(Beginning of Entries supplied)

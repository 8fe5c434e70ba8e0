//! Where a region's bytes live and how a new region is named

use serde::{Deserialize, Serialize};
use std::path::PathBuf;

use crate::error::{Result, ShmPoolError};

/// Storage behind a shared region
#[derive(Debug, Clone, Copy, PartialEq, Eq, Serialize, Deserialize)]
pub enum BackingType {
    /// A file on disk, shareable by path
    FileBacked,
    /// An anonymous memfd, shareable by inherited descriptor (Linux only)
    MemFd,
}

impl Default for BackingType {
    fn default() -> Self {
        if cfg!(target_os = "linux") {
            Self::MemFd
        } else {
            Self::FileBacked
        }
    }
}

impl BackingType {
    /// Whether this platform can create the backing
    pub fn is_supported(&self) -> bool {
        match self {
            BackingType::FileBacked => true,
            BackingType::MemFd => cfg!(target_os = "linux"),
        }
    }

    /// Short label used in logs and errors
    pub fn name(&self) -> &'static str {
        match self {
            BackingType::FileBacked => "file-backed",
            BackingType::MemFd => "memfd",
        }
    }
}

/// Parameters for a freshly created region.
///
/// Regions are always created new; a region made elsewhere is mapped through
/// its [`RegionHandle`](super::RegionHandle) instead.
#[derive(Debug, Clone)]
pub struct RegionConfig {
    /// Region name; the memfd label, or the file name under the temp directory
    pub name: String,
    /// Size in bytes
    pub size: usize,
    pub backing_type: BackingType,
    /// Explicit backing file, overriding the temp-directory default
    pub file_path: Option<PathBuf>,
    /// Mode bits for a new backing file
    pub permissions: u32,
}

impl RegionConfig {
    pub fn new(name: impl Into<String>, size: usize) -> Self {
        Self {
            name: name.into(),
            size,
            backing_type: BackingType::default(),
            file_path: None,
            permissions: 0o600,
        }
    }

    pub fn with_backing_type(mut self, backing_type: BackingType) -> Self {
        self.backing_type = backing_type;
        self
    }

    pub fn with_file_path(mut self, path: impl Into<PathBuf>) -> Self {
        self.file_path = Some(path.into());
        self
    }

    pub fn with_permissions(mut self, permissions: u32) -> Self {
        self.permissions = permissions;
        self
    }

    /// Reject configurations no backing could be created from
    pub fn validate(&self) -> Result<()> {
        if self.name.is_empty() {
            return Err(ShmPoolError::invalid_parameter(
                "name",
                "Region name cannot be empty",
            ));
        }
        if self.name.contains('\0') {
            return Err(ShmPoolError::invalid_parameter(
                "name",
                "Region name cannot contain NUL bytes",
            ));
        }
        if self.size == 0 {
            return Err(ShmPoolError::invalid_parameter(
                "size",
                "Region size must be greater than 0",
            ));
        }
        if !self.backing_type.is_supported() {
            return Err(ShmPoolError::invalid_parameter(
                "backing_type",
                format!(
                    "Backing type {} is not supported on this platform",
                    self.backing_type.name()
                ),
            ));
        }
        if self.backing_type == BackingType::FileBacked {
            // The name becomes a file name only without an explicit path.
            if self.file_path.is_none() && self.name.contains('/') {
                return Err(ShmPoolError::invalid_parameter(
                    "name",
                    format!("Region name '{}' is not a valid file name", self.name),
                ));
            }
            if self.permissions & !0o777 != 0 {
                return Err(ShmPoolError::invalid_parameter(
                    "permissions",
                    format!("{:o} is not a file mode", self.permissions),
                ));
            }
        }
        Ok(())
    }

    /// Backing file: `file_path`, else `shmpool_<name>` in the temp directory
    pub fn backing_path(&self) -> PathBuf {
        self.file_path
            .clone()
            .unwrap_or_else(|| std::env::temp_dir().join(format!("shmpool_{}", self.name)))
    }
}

(End of Entries supplied)

» Work task
Look through the data above for the word "cannot". Report each line where it occurs.

» Answer area
                "Region name cannot be empty",
                "Region name cannot contain NUL bytes",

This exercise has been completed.